Выбрать главу

Я встретил его, когда ему было 66 лет, и у него на самом деле совсем не было зубов, а из‑за чувствительности дёсен он не мог носить и протез. «У меня не осталось зубов», — часто говорил он тем, кто боялся его, особенно молодёжи.

Как я сказал выше, в Англии он сначала был никому неизвестен, но только не Богу, видящему то, что не могут видеть люди. С ним приехало пять человек, чуть позже две монахини вернулись обратно во Францию, и отец Софроний остался с тремя монахами — «тремя мушкетёрами», как он их называл. Для англичан они были чужестранцами, въехавшими в их страну, неохотно принимавшей приезжающих на жительство, и то как это случилось, как им разрешили въезд — чудесная история. Для англичан русский старец не представлял ничего замечательного — в Англии вообще отношение к иностранцам спокойное. Более того, хотя христианская духовная жизнь и представляет собой неописуемое величие, она неведома для не знакомых с ней — всё сокрыто внутри. И отец Софроний оставался сокрытым для многих, смотрящих на внешнее, предпочитающих не замечать его, отворачиваться, презирать, мешать, уязвлять, отталкивать в прямом и переносном смысле. Иногда ему доставалось и от церковных властей, но он никогда не сходил с духовной высоты до уровня земных дрязг. Всё земное было для него преходящим, имеющим великое значение только последствием для вечности[8]: ведь иногда и незначительный эпизод может повлиять на вечность, на спасение.

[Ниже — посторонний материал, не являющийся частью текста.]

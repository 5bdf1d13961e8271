//! Onboarding: five fixed questions, answers turned into an initial profile.

use std::collections::BTreeMap;

use serde::{Deserialize, Serialize};

use perspectra_common::{ExperienceLevel, LearningStyle, ProfileUpdate};

use crate::error::AgentError;
use crate::Agents;

const TEMPERATURE: f32 = 0.3;
const MAX_TOKENS: u32 = 1200;

pub const ONBOARDING_QUESTIONS: [&str; 5] = [
    "What is your current experience level with programming? (Beginner / Intermediate / Advanced)",
    "Which DSA topics have you studied before? List all you remember.",
    "Which topics do you find most challenging or confusing?",
    "What is your main goal? (e.g., crack coding interviews, learn CS fundamentals, competitive programming)",
    "Tell us anything else about yourself — your background, what you've tried before, or what you expect from Perspectra.",
];

/// What the onboarding analyst infers. Missing keys take beginner defaults.
#[derive(Debug, Clone, Default, PartialEq, Serialize, Deserialize)]
#[serde(default)]
pub struct OnboardingInference {
    pub experience_level: ExperienceLevel,
    pub skill_level: Option<ExperienceLevel>,
    pub preferred_style: LearningStyle,
    pub background: String,
    pub goal: String,
    pub initial_skills: BTreeMap<String, f64>,
    pub initial_gaps: Vec<String>,
    pub initial_strengths: Vec<String>,
    pub known_concepts: Vec<String>,
}

impl OnboardingInference {
    /// Profile change for a completed onboarding. Agent-maintained state starts over.
    pub fn into_update(self, answers: BTreeMap<String, String>) -> ProfileUpdate {
        ProfileUpdate {
            onboarding_complete: Some(true),
            onboarding_answers: Some(answers),
            skill_level: Some(self.skill_level.unwrap_or(self.experience_level)),
            experience_level: Some(self.experience_level),
            preferred_style: Some(self.preferred_style),
            background: Some(self.background),
            goal: Some(self.goal),
            skills: self.initial_skills,
            gaps: Some(self.initial_gaps),
            strengths: Some(self.initial_strengths),
            known_concepts: Some(self.known_concepts),
            reset_agent_state: true,
            ..Default::default()
        }
    }
}

/// Pair answers with questions. Answers are taken in key order; any beyond
/// the fifth are labelled as extra notes.
pub fn answers_prompt(answers: &BTreeMap<String, String>) -> String {
    let mut out = String::from("Student onboarding answers:\n");
    for (i, answer) in answers.values().enumerate() {
        match ONBOARDING_QUESTIONS.get(i) {
            Some(q) => out.push_str(&format!("Q{n}: {q}\nA{n}: {}\n", answer.trim(), n = i + 1)),
            None => out.push_str(&format!("Additional note: {}\n", answer.trim())),
        }
    }
    out.push_str("\nAnalyse and return the JSON profile inference.");
    out
}

impl Agents {
    pub async fn infer_onboarding(
        &self,
        answers: &BTreeMap<String, String>,
    ) -> Result<OnboardingInference, AgentError> {
        let system = self.prompts.load("onboarding")?;
        let prompt = answers_prompt(answers);
        let value = self.llm.complete_json(&system, &prompt, TEMPERATURE, MAX_TOKENS).await?;
        Ok(serde_json::from_value(value)?)
    }
}

#[cfg(test)]
mod tests {
    use super::*;
    use crate::tests_support::agents_with;
    use perspectra_common::Profile;
    use perspectra_llm::ScriptedBackend;
    use pretty_assertions::assert_eq;
    use serde_json::json;
    use std::sync::Arc;

    fn answers() -> BTreeMap<String, String> {
        [("q1", "Intermediate"), ("q2", "arrays, stacks"), ("q3", "DP"), ("q4", "interviews"), ("q5", "CS student")]
            .into_iter()
            .map(|(k, v)| (k.to_string(), v.to_string()))
            .collect()
    }

    #[test]
    fn test_answers_paired_with_questions_in_order() {
        let prompt = answers_prompt(&answers());
        assert!(prompt.contains(&format!("Q1: {}\nA1: Intermediate", ONBOARDING_QUESTIONS[0])));
        assert!(prompt.contains("A3: DP"));
        assert!(prompt.contains("A5: CS student"));
    }

    #[test]
    fn test_extra_answers_are_labelled() {
        let mut a = answers();
        a.insert("q6".into(), "likes graphs".into());
        assert!(answers_prompt(&a).contains("Additional note: likes graphs"));
    }

    #[tokio::test]
    async fn test_inference_resets_agent_state() {
        let backend = Arc::new(ScriptedBackend::new("onboarding"));
        backend.push_json(json!({
            "experience_level": "Intermediate",
            "preferred_style": "example-based",
            "initial_skills": {"Arrays": 0.5},
            "initial_gaps": ["Dynamic Programming"],
            "known_concepts": ["Arrays", "Stacks"]
        }));
        let agents = agents_with(backend);

        let inference = agents.infer_onboarding(&answers()).await.unwrap();
        let mut profile = Profile::default();
        profile.submissions_count = 7;
        profile.mistake_patterns = vec!["off-by-one".into()];
        profile.apply(inference.into_update(answers()));

        assert!(profile.onboarding_complete);
        assert_eq!(profile.experience_level, ExperienceLevel::Intermediate);
        assert_eq!(profile.skill_level(), ExperienceLevel::Intermediate);
        assert_eq!(profile.preferred_style, LearningStyle::ExampleBased);
        assert_eq!(profile.gaps, vec!["Dynamic Programming".to_string()]);
        assert_eq!(profile.skill("Arrays"), Some(0.5));
        assert_eq!(profile.submissions_count, 0);
        assert!(profile.mistake_patterns.is_empty());
        assert_eq!(profile.thinking_style, "unknown");
        assert_eq!(profile.onboarding_answers.len(), 5);
    }
}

Итак, в отце Софронии нас поражала его доброта, вместе с которой мне было дано пережить и нечто дотоле неведомое — чувство свободы. Я не мог понять, почему рядом с ним или в его монастыре меня посещает это неведомое мне состояние свободы.

Первый раз я встретился с ним в августе 1962 года. Я приехал в монастырь погостить, и не думал становиться монахом ни в Англии, ни в другой цивилизованной стране. Всё что я искал — это опытного духовного отца, который помог бы мне разобраться, действительно ли я имею монашеское призвание или мои чувства — юношеское чудачество. Услышав о таком человеке, я сразу отправился к нему и остался на месяц. Позже я часто вспоминал о той свободе, которую испытал рядом с ним, но не знал как объяснить её. Я не совершал ничего, за что в обществе мог бы оказаться лишённым свободы, и тем не менее рядом с ним я почувствовал себя свободным в высшей степени. Как мне подсказал позже афонский монах, сие произошло потому, что сам отец Софроний был свободным. Тогда мне стала понятна эта свобода — это не свобода что‑то делать, а свобода быть, быть самим собой, беден ли ты или богат, ошибаешься в чём‑то или нет, грешен или свят — в его присутствии ты чувствовал свободу быть самим собой, и если ты желал спасения, то он мог взять тебя за руку и идти вместе с тобой. Больше ему ничего не надо было от тебя. В нём не было ни фальши, ни наигранности, он не переносил обмана. И хотя он не любил ничего подобного, он не заставил бы вас и краснеть — он принимал тебя таким, какой ты есть[9]. Впрочем своим руководством, которого ты и не замечал, он старался вытащить тебя из твоего состояния и возвести туда, где был сам — в известные ему с раннего детства места божественной свободы. Он желал, чтобы каждый оказался там, но никогда никого не принуждал. Иногда ему приходилось нас, своих неразумных цыплят, несколько дисциплинировать, и порой весьма сурово: я лично испытал на себе строгость его слова, но то случалось крайне редко, за тридцать лет всего три — четыре раза. Причём строгость та была весьма любопытной — она начинала действовать и что‑то менять внутри тебя независимо от его слов. Я удивлялся, знал ли он сам, что он творит со мною? Как человек может знать, что выговор его подействует именно таким образом? Думаю, он был послушен Духу Божию, а Бог знает, что Он творит. Бог знает как ударить, чтобы не причинить, но исцелить рану. Таким был отец Софроний.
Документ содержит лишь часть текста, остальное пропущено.